Our review of the trial record in Hernandez's case convinces us that the jury would have reached the same decision had the evidence of the victim's reputation for violence and aggression been admitted. The conduct and force employed by one who claims self-defense or defense of others must be reasonable. State v. Scroggins, 91 Idaho 847, 849, 433 P.2d 117, 119 (1967). A battery cannot be justified as self-defense or defense of another after any threat from the victim has subsided and resistance from the defendant has become unnecessary. State v. Mason, 111 Idaho 660, 670, 726 P.2d 772, 782 (Ct.App.1986). The jury in Hernandez's trial was correctly instructed that:
The kind and degree of force which a person may lawfully use in self-defense or defense of another are limited by what a reasonable person in the same situation as such person, seeing what that person sees and knowing what that person knows, then would believe to be necessary. Any use of force beyond that is regarded by the law as excessive. Although a person may believe that the person is acting, and may act, in self-defense or defense of another, he is not justified in using a degree of force clearly in excess of that apparently and reasonably necessary under the existing act and circumstances. *752 The jury was also instructed that "when there is no longer any reasonable appearance of danger, the right of self-defense ends."

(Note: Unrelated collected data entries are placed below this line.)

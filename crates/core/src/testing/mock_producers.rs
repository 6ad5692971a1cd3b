//! Mock outline and chunk producers.

use async_trait::async_trait;
use std::collections::HashMap;
use std::sync::Arc;
use std::time::Duration;
use tokio::sync::RwLock;

use super::fixtures;
use crate::generation::{
    ChunkFailure, ChunkProducer, ChunkRequest, OutlineFailure, OutlineProducer, OutlineResult,
};
use crate::planner::DayRange;
use crate::trip::{DayPlan, TripPreferences};

/// Days used when the preferences leave the duration open.
const UNDECIDED_DAYS: u32 = 3;

/// Mock implementation of the OutlineProducer trait.
///
/// By default it returns an outline for the requested destination and
/// duration (three days when undecided).
#[derive(Debug, Default)]
pub struct MockOutlineProducer {
    result: Arc<RwLock<Option<OutlineResult>>>,
    failure: Arc<RwLock<Option<OutlineFailure>>>,
    delay: Arc<RwLock<Option<Duration>>>,
    calls: Arc<RwLock<Vec<TripPreferences>>>,
}

impl MockOutlineProducer {
    pub fn new() -> Self {
        Self::default()
    }

    /// Always return this result.
    pub async fn set_result(&self, result: OutlineResult) {
        *self.result.write().await = Some(result);
    }

    /// Fail every call with this failure until cleared.
    pub async fn set_failure(&self, failure: OutlineFailure) {
        *self.failure.write().await = Some(failure);
    }

    pub async fn clear_failure(&self) {
        *self.failure.write().await = None;
    }

    /// Sleep before answering.
    pub async fn set_delay(&self, delay: Duration) {
        *self.delay.write().await = Some(delay);
    }

    /// Preferences of every call, in call order.
    pub async fn calls(&self) -> Vec<TripPreferences> {
        self.calls.read().await.clone()
    }

    pub async fn call_count(&self) -> usize {
        self.calls.read().await.len()
    }
}

#[async_trait]
impl OutlineProducer for MockOutlineProducer {
    fn name(&self) -> &str {
        "mock"
    }

    async fn produce_outline(
        &self,
        preferences: &TripPreferences,
    ) -> Result<OutlineResult, OutlineFailure> {
        self.calls.write().await.push(preferences.clone());

        let delay = *self.delay.read().await;
        if let Some(delay) = delay {
            tokio::time::sleep(delay).await;
        }

        if let Some(failure) = self.failure.read().await.clone() {
            return Err(failure);
        }
        if let Some(result) = self.result.read().await.clone() {
            return Ok(result);
        }

        let destination = preferences
            .destination_label()
            .unwrap_or_else(|| "Lisbon".to_string());
        let days = match preferences.duration.days() {
            0 => UNDECIDED_DAYS,
            days => days,
        };
        let mut resolved = preferences.clone();
        if !resolved.destination_decided {
            resolved.destinations = vec![destination.clone()];
            resolved.destination_decided = true;
        }
        Ok(OutlineResult::new(
            fixtures::outline(&destination, days),
            resolved,
        ))
    }
}

/// Mock implementation of the ChunkProducer trait.
///
/// Returns one generated day per requested day unless told otherwise:
/// - `fail_range` makes the next N calls for a range fail
/// - `panic_range` makes the next N calls for a range panic
/// - `set_delay` holds a range back, so completion order can be controlled
/// - `set_days` overrides what a range returns
#[derive(Debug, Default)]
pub struct MockChunkProducer {
    failures: Arc<RwLock<HashMap<DayRange, u32>>>,
    panics: Arc<RwLock<HashMap<DayRange, u32>>>,
    delays: Arc<RwLock<HashMap<DayRange, Duration>>>,
    overrides: Arc<RwLock<HashMap<DayRange, Vec<DayPlan>>>>,
    requests: Arc<RwLock<Vec<ChunkRequest>>>,
}

impl MockChunkProducer {
    pub fn new() -> Self {
        Self::default()
    }

    /// Fail the next `times` calls for `range`.
    pub async fn fail_range(&self, range: DayRange, times: u32) {
        self.failures.write().await.insert(range, times);
    }

    /// Fail every call for `range`.
    pub async fn always_fail(&self, range: DayRange) {
        self.fail_range(range, u32::MAX).await;
    }

    /// Panic on the next `times` calls for `range`.
    pub async fn panic_range(&self, range: DayRange, times: u32) {
        self.panics.write().await.insert(range, times);
    }

    pub async fn set_delay(&self, range: DayRange, delay: Duration) {
        self.delays.write().await.insert(range, delay);
    }

    pub async fn set_days(&self, range: DayRange, days: Vec<DayPlan>) {
        self.overrides.write().await.insert(range, days);
    }

    /// Every request received, in call order.
    pub async fn requests(&self) -> Vec<ChunkRequest> {
        self.requests.read().await.clone()
    }

    /// Number of calls made for `range`.
    pub async fn calls_for(&self, range: DayRange) -> usize {
        self.requests
            .read()
            .await
            .iter()
            .filter(|r| r.range == range)
            .count()
    }
}

#[async_trait]
impl ChunkProducer for MockChunkProducer {
    fn name(&self) -> &str {
        "mock"
    }

    async fn produce_chunk(&self, request: &ChunkRequest) -> Result<Vec<DayPlan>, ChunkFailure> {
        let range = request.range;
        self.requests.write().await.push(request.clone());

        let delay = self.delays.read().await.get(&range).copied();
        if let Some(delay) = delay {
            tokio::time::sleep(delay).await;
        }

        let panic_now = match self.panics.write().await.get_mut(&range) {
            Some(remaining) if *remaining > 0 => {
                *remaining -= 1;
                true
            }
            _ => false,
        };
        if panic_now {
            panic!("mock panic for days {}", range);
        }

        {
            let mut failures = self.failures.write().await;
            if let Some(remaining) = failures.get_mut(&range) {
                if *remaining > 0 {
                    if *remaining != u32::MAX {
                        *remaining -= 1;
                    }
                    return Err(ChunkFailure::model_error(format!(
                        "mock failure for days {}",
                        range
                    )));
                }
            }
        }

        if let Some(days) = self.overrides.read().await.get(&range) {
            return Ok(days.clone());
        }
        Ok(fixtures::day_plans(range))
    }
}
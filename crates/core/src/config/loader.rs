use figment::{
    providers::{Env, Format, Serialized, Toml},
    Figment,
};
use std::path::Path;

use super::{types::Config, ConfigError};

const ENV_PREFIX: &str = "WAYPOINT_";

/// Load configuration from file with environment variable overrides
pub fn load_config(path: &Path) -> Result<Config, ConfigError> {
    if !path.exists() {
        return Err(ConfigError::FileNotFound(path.display().to_string()));
    }

    Figment::new()
        .merge(Toml::file(path))
        .merge(Env::prefixed(ENV_PREFIX).split("__"))
        .extract()
        .map_err(|e| ConfigError::ParseError(e.to_string()))
}

/// Load defaults with environment variable overrides (no config file)
pub fn load_config_from_env() -> Result<Config, ConfigError> {
    Figment::from(Serialized::defaults(Config::default()))
        .merge(Env::prefixed(ENV_PREFIX).split("__"))
        .extract()
        .map_err(|e| ConfigError::ParseError(e.to_string()))
}

/// Load configuration from TOML string (useful for testing)
pub fn load_config_from_str(toml_str: &str) -> Result<Config, ConfigError> {
    toml::from_str(toml_str).map_err(|e| ConfigError::ParseError(e.to_string()))
}
//! State of a single run.
//!
//! `RunState` is a plain reducer: the coordinator owns it, feeds it producer
//! results and caller commands one at a time, and reads snapshots from it.
//! It performs no I/O.

use std::collections::BTreeMap;
use std::sync::Arc;

use chrono::{DateTime, Utc};
use tracing::warn;

use super::merge::{build_itinerary, merge_days, ItineraryParts};
use super::traits::{ChunkRequest, OutlineResult};
use super::types::{
    Caller, DayStatus, GenerationPhase, OutlineFailure, PersistenceStatus, ProgressSnapshot,
    RetryError, RunId,
};
use crate::planner::{resolve_total_days, ChunkPlanner, DayRange};
use crate::trip::{
    ContextArticle, DayPlan, HeroImage, Itinerary, ModelInfo, Outline, TripDuration,
    TripPreferences,
};

/// What a successful chunk call did to its range.
#[derive(Debug, Clone, Default, PartialEq, Eq)]
pub struct ChunkApplied {
    /// Days marked completed.
    pub completed: Vec<u32>,
    /// Days of the range the producer did not return; now in error.
    pub missing: Vec<u32>,
    /// Returned day numbers outside the range; discarded.
    pub dropped: Vec<u32>,
}

#[derive(Debug)]
pub struct RunState {
    run_id: RunId,
    caller: Caller,
    phase: GenerationPhase,
    preferences: Arc<TripPreferences>,
    outline: Option<Arc<Outline>>,
    context: Arc<[ContextArticle]>,
    hero_image: Option<HeroImage>,
    model_info: Option<ModelInfo>,
    total_days: u32,
    chunks: Vec<DayRange>,
    statuses: BTreeMap<u32, DayStatus>,
    /// Produced days in completion order.
    completed: Vec<DayPlan>,
    attempts: BTreeMap<u32, u32>,
    error: Option<OutlineFailure>,
    itinerary: Option<Itinerary>,
    persistence: PersistenceStatus,
    updated_at: DateTime<Utc>,
}

impl RunState {
    /// A fresh run waiting for its outline.
    pub fn new(run_id: RunId, preferences: TripPreferences, caller: Caller) -> Self {
        Self {
            run_id,
            caller,
            phase: GenerationPhase::GeneratingOutline,
            preferences: Arc::new(preferences),
            outline: None,
            context: Arc::from(Vec::new()),
            hero_image: None,
            model_info: None,
            total_days: 0,
            chunks: Vec::new(),
            statuses: BTreeMap::new(),
            completed: Vec::new(),
            attempts: BTreeMap::new(),
            error: None,
            itinerary: None,
            persistence: PersistenceStatus::NotStarted,
            updated_at: Utc::now(),
        }
    }

    pub fn run_id(&self) -> &RunId {
        &self.run_id
    }

    pub fn caller(&self) -> &Caller {
        &self.caller
    }

    pub fn phase(&self) -> GenerationPhase {
        self.phase
    }

    pub fn preferences(&self) -> Arc<TripPreferences> {
        Arc::clone(&self.preferences)
    }

    pub fn total_days(&self) -> u32 {
        self.total_days
    }

    pub fn chunks(&self) -> &[DayRange] {
        &self.chunks
    }

    pub fn status_of(&self, day: u32) -> Option<DayStatus> {
        self.statuses.get(&day).copied()
    }

    pub fn itinerary(&self) -> Option<&Itinerary> {
        self.itinerary.as_ref()
    }

    pub fn persistence(&self) -> &PersistenceStatus {
        &self.persistence
    }

    fn touch(&mut self) {
        self.updated_at = Utc::now();
    }

    // ------------------------------------------------------------------------
    // Outline phase
    // ------------------------------------------------------------------------

    /// Accept the outline and plan the chunks. All days start `pending`.
    ///
    /// An outline that resolves to zero days, or to more days than the
    /// planner admits, fails the run.
    pub fn apply_outline(
        &mut self,
        result: OutlineResult,
        planner: &ChunkPlanner,
    ) -> Result<Vec<DayRange>, OutlineFailure> {
        let total_days = resolve_total_days(&result.resolved_preferences, &result.outline);
        if total_days == 0 {
            let failure = OutlineFailure::model_error("outline contains no days");
            self.apply_outline_failure(failure.clone());
            return Err(failure);
        }
        if !planner.admits(total_days) {
            let failure = OutlineFailure::invalid_input(format!(
                "trip of {} days exceeds the {}-day limit",
                total_days,
                planner.max_trip_days()
            ));
            self.apply_outline_failure(failure.clone());
            return Err(failure);
        }

        let mut preferences = result.resolved_preferences;
        if !preferences.duration.is_decided() {
            preferences.duration = TripDuration::Days(total_days);
        }

        self.preferences = Arc::new(preferences);
        self.outline = Some(Arc::new(result.outline));
        self.context = Arc::from(result.context);
        self.hero_image = result.hero_image;
        self.model_info = result.model_info;
        self.total_days = total_days;
        self.chunks = planner.plan(total_days);
        self.statuses = (1..=total_days).map(|d| (d, DayStatus::Pending)).collect();
        self.phase = GenerationPhase::OutlineReady;
        self.touch();

        Ok(self.chunks.clone())
    }

    pub fn apply_outline_failure(&mut self, failure: OutlineFailure) {
        self.error = Some(failure);
        self.phase = GenerationPhase::Error;
        self.touch();
    }

    pub fn begin_details(&mut self) {
        if self.phase == GenerationPhase::OutlineReady {
            self.phase = GenerationPhase::GeneratingDetails;
            self.touch();
        }
    }

    // ------------------------------------------------------------------------
    // Details phase
    // ------------------------------------------------------------------------

    /// Mark a range as generating and build the request for it.
    ///
    /// Returns the attempt number, the highest among the range's days.
    pub fn begin_chunk(&mut self, range: DayRange) -> (ChunkRequest, u32) {
        let mut attempt = 0;
        for day in range.days() {
            self.statuses.insert(day, DayStatus::Generating);
            let count = self.attempts.entry(day).or_insert(0);
            *count += 1;
            attempt = attempt.max(*count);
        }
        self.touch();

        let (destination, outline_days, previous_overnight_location) = match &self.outline {
            Some(outline) => (
                outline.destination.clone(),
                outline.slice(range),
                outline.previous_overnight_location(range.start),
            ),
            None => (String::new(), Vec::new(), None),
        };

        let request = ChunkRequest {
            preferences: Arc::clone(&self.preferences),
            context: Arc::clone(&self.context),
            destination,
            outline_days,
            range,
            previous_overnight_location,
        };
        (request, attempt)
    }

    /// Check a caller retry without touching state.
    ///
    /// Every day of the range must be in `error`; `max_attempts == 0` means
    /// unlimited.
    pub fn check_retry(&self, range: DayRange, max_attempts: u32) -> Result<(), RetryError> {
        if self.phase != GenerationPhase::GeneratingDetails {
            return Err(RetryError::NotGenerating { phase: self.phase });
        }
        if !range.is_valid() || range.end > self.total_days {
            return Err(RetryError::InvalidRange {
                range,
                total_days: self.total_days,
            });
        }
        for day in range.days() {
            let status = self.status_of(day).unwrap_or(DayStatus::Pending);
            if status != DayStatus::Error {
                return Err(RetryError::NotFailed { day, status });
            }
        }
        if max_attempts > 0 {
            let used = range
                .days()
                .map(|d| self.attempts.get(&d).copied().unwrap_or(0))
                .max()
                .unwrap_or(0);
            if used >= max_attempts {
                return Err(RetryError::AttemptsExhausted {
                    range,
                    max_attempts,
                });
            }
        }
        Ok(())
    }

    /// Apply produced days for a range that was generating.
    pub fn apply_chunk_success(&mut self, range: DayRange, days: Vec<DayPlan>) -> ChunkApplied {
        let mut applied = ChunkApplied::default();

        for plan in days {
            if !range.contains(plan.day) {
                applied.dropped.push(plan.day);
                continue;
            }
            match self.status_of(plan.day) {
                Some(DayStatus::Generating) => {
                    self.statuses.insert(plan.day, DayStatus::Completed);
                    applied.completed.push(plan.day);
                    self.completed.push(plan);
                }
                // Same day twice in one response; merge keeps the later one.
                Some(DayStatus::Completed) if applied.completed.contains(&plan.day) => {
                    self.completed.push(plan);
                }
                other => {
                    warn!(
                        run_id = %self.run_id,
                        day = plan.day,
                        status = ?other,
                        "Ignoring produced day that is not generating"
                    );
                }
            }
        }

        for day in range.days() {
            if self.status_of(day) == Some(DayStatus::Generating) {
                self.statuses.insert(day, DayStatus::Error);
                applied.missing.push(day);
            }
        }

        applied.completed.sort_unstable();
        self.touch();
        applied
    }

    /// Mark the generating days of a range as failed. Returns those days.
    pub fn apply_chunk_failure(&mut self, range: DayRange) -> Vec<u32> {
        let mut failed = Vec::new();
        for day in range.days() {
            if self.status_of(day) == Some(DayStatus::Generating) {
                self.statuses.insert(day, DayStatus::Error);
                failed.push(day);
            }
        }
        self.touch();
        failed
    }

    /// Contiguous runs of failed days, split at the planned chunk boundaries.
    pub fn failed_ranges(&self) -> Vec<DayRange> {
        let mut ranges = Vec::new();
        for chunk in &self.chunks {
            let mut start: Option<u32> = None;
            for day in chunk.days() {
                let failed = self.status_of(day) == Some(DayStatus::Error);
                match (failed, start) {
                    (true, None) => start = Some(day),
                    (false, Some(s)) => {
                        ranges.push(DayRange::new(s, day - 1));
                        start = None;
                    }
                    _ => {}
                }
            }
            if let Some(s) = start {
                ranges.push(DayRange::new(s, chunk.end));
            }
        }
        ranges
    }

    pub fn completed_day_count(&self) -> u32 {
        self.statuses
            .values()
            .filter(|s| **s == DayStatus::Completed)
            .count() as u32
    }

    /// Merge into the itinerary once every day is completed.
    ///
    /// Returns the itinerary on the one call that performs the merge and
    /// `None` on every other call.
    pub fn try_complete(&mut self) -> Option<Itinerary> {
        if self.phase != GenerationPhase::GeneratingDetails || self.itinerary.is_some() {
            return None;
        }
        if self.total_days == 0 || self.completed_day_count() < self.total_days {
            return None;
        }

        let days = match merge_days(&self.completed, self.total_days) {
            Ok(days) => days,
            Err(e) => {
                warn!(run_id = %self.run_id, error = %e, "All days completed but merge failed");
                return None;
            }
        };

        let itinerary = build_itinerary(
            ItineraryParts {
                outline: self.outline.as_deref(),
                hero_image: self.hero_image.as_ref(),
                context: &self.context,
                model_info: self.model_info.as_ref(),
            },
            days,
        );

        self.itinerary = Some(itinerary.clone());
        self.phase = GenerationPhase::Completed;
        self.touch();
        Some(itinerary)
    }

    pub fn set_persistence(&mut self, status: PersistenceStatus) {
        self.persistence = status;
        self.touch();
    }

    pub fn snapshot(&self) -> ProgressSnapshot {
        ProgressSnapshot {
            run_id: Some(self.run_id.clone()),
            phase: self.phase,
            total_days: self.total_days,
            completed_day_count: self.completed_day_count(),
            status_by_day: self.statuses.clone(),
            generating_days: self.days_with(DayStatus::Generating),
            failed_days: self.days_with(DayStatus::Error),
            chunks: self.chunks.clone(),
            outline: self.outline.as_deref().cloned(),
            error: self.error.clone(),
            persistence: self.persistence.clone(),
            updated_at: self.updated_at,
        }
    }

    fn days_with(&self, status: DayStatus) -> Vec<u32> {
        self.statuses
            .iter()
            .filter(|(_, s)| **s == status)
            .map(|(d, _)| *d)
            .collect()
    }
}
use std::net::SocketAddr;
use std::path::PathBuf;
use std::sync::Arc;

use anyhow::{Context, Result};
use sha2::{Digest, Sha256};
use tokio::signal;
use tracing::{error, info};
use tracing_subscriber::{layer::SubscriberExt, util::SubscriberInitExt};

use waypoint_core::{
    llm::{create_llm_client, LlmChunkProducer, LlmOutlineProducer},
    load_config, load_config_from_env, validate_config, FallbackSink, GenerationCoordinator,
    JsonFilePlanStore, SqlitePlanStore,
};
use waypoint_server::{api::create_router, state::AppState};

/// Config file used when `WAYPOINT_CONFIG` is not set.
const DEFAULT_CONFIG_PATH: &str = "config.toml";

#[tokio::main]
async fn main() {
    if let Err(e) = run().await {
        error!("Fatal error: {:#}", e);
        std::process::exit(1);
    }
}

async fn run() -> Result<()> {
    // Initialize logging
    tracing_subscriber::registry()
        .with(
            tracing_subscriber::EnvFilter::try_from_default_env()
                .unwrap_or_else(|_| "info,tower_http=debug".into()),
        )
        .with(tracing_subscriber::fmt::layer())
        .init();

    // An explicit path must exist; the default one is optional.
    let config = match std::env::var("WAYPOINT_CONFIG") {
        Ok(path) => {
            let path = PathBuf::from(path);
            info!("Loading configuration from {:?}", path);
            load_config(&path)
                .with_context(|| format!("Failed to load config from {:?}", path))?
        }
        Err(_) => {
            let path = PathBuf::from(DEFAULT_CONFIG_PATH);
            if path.exists() {
                info!("Loading configuration from {:?}", path);
                load_config(&path)
                    .with_context(|| format!("Failed to load config from {:?}", path))?
            } else {
                info!("No config file, using defaults and environment");
                load_config_from_env().context("Failed to load config from environment")?
            }
        }
    };

    validate_config(&config).context("Configuration validation failed")?;

    let config_json = serde_json::to_string(&config).unwrap_or_default();
    let config_hash = format!("{:x}", Sha256::digest(config_json.as_bytes()));
    info!("Configuration loaded successfully (hash {})", &config_hash[..16]);
    info!("Database path: {:?}", config.database.path);
    info!("Local plan directory: {:?}", config.storage.local_dir);

    // Producers
    let llm_config = config
        .llm
        .as_ref()
        .context("No [llm] section configured; it is required to generate itineraries")?;
    let client = create_llm_client(llm_config).context("Failed to create LLM client")?;
    info!(
        "Using {} model {} for generation",
        client.provider(),
        client.model()
    );
    let outline_producer = Arc::new(LlmOutlineProducer::new(
        Arc::clone(&client),
        llm_config.max_tokens,
    ));
    let chunk_producer = Arc::new(LlmChunkProducer::new(client, llm_config.max_tokens));

    // Persistence
    let durable = Arc::new(
        SqlitePlanStore::new(&config.database.path).context("Failed to create plan store")?,
    );
    let local = Arc::new(
        JsonFilePlanStore::new(&config.storage.local_dir)
            .context("Failed to create local plan directory")?,
    );
    let plans = Arc::new(FallbackSink::new(durable, local));
    info!("Plan stores initialized");

    // Coordinator
    let (generation, coordinator) = GenerationCoordinator::new(
        config.generation.clone(),
        outline_producer,
        chunk_producer,
        Arc::clone(&plans) as Arc<dyn waypoint_core::PersistenceSink>,
    );
    let coordinator_task = tokio::spawn(coordinator.run());
    info!("Generation coordinator started");

    let state = Arc::new(AppState::new(config.clone(), generation.clone(), plans));
    let app = create_router(state);

    // Start server
    let addr = SocketAddr::new(config.server.host, config.server.port);
    info!("Starting server on {}", addr);

    let listener = tokio::net::TcpListener::bind(addr)
        .await
        .with_context(|| format!("Failed to bind to {}", addr))?;

    axum::serve(listener, app)
        .with_graceful_shutdown(shutdown_signal())
        .await
        .context("Server error")?;

    info!("Server shutting down...");
    if generation.shutdown().await.is_ok() {
        let _ = coordinator_task.await;
    }
    info!("Generation coordinator stopped");

    Ok(())
}

/// Wait for shutdown signal (Ctrl+C or SIGTERM)
async fn shutdown_signal() {
    let ctrl_c = async {
        signal::ctrl_c()
            .await
            .expect("Failed to install Ctrl+C handler");
    };

    #[cfg(unix)]
    let terminate = async {
        signal::unix::signal(signal::unix::SignalKind::terminate())
            .expect("Failed to install SIGTERM handler")
            .recv()
            .await;
    };

    #[cfg(not(unix))]
    let terminate = std::future::pending::<()>();

    tokio::select! {
        _ = ctrl_c => {},
        _ = terminate => {},
    }
}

The trial testimony revealed that Hernandez intervened in the scuffle when his friend, Quinlivan, and the victim, Richardson, were struggling over the bat. Richardson had not gained control of the bat and was not wielding it against Quinlivan when Hernandez stepped in. The evidence at trial also reflected that Hernandez stabbed Richardson at least twelve times in the back and neck. At least one of the neck wounds struck and opened the carotid artery. By Hernandez's own testimony, his last two thrusts of the knife were in Richardson's neck and came after Hernandez and Richardson had separated, Quinlivan had returned to his vehicle, and Richardson, unarmed, was attempting to get up from the pavement. This evidence shows, first, that Hernandez himself was never in any danger or under any threat from Richardson until Hernandez joined the fracas. Thus, Hernandez's only colorable justification was that he reasonably came to the defense of Quinlivan. However, any evidence regarding Richardson's propensity for violence, offered to show that he was the initial aggressor against Quinlivan, would not explain the final two knife thrusts by Hernandez. Further, Hernandez introduced the use of a knife into a fracas which, up to that point, involved only two young men struggling for the control of a T-ball or baseball bat. Hernandez's action escalated the fight to one of potentially lethal proportions. We are convinced that, even if the proffered evidence of Richardson's character had been admitted, any reasonable jury still would have found that Hernandez was not acting in self-defense or in lawful defense of Quinlivan when he inflicted the final stab wounds. Thus, we conclude that, although the district court erred in excluding the evidence of the victim's reputation for violence and aggressive behavior, that error was harmless when viewed in light of the evidence in this case.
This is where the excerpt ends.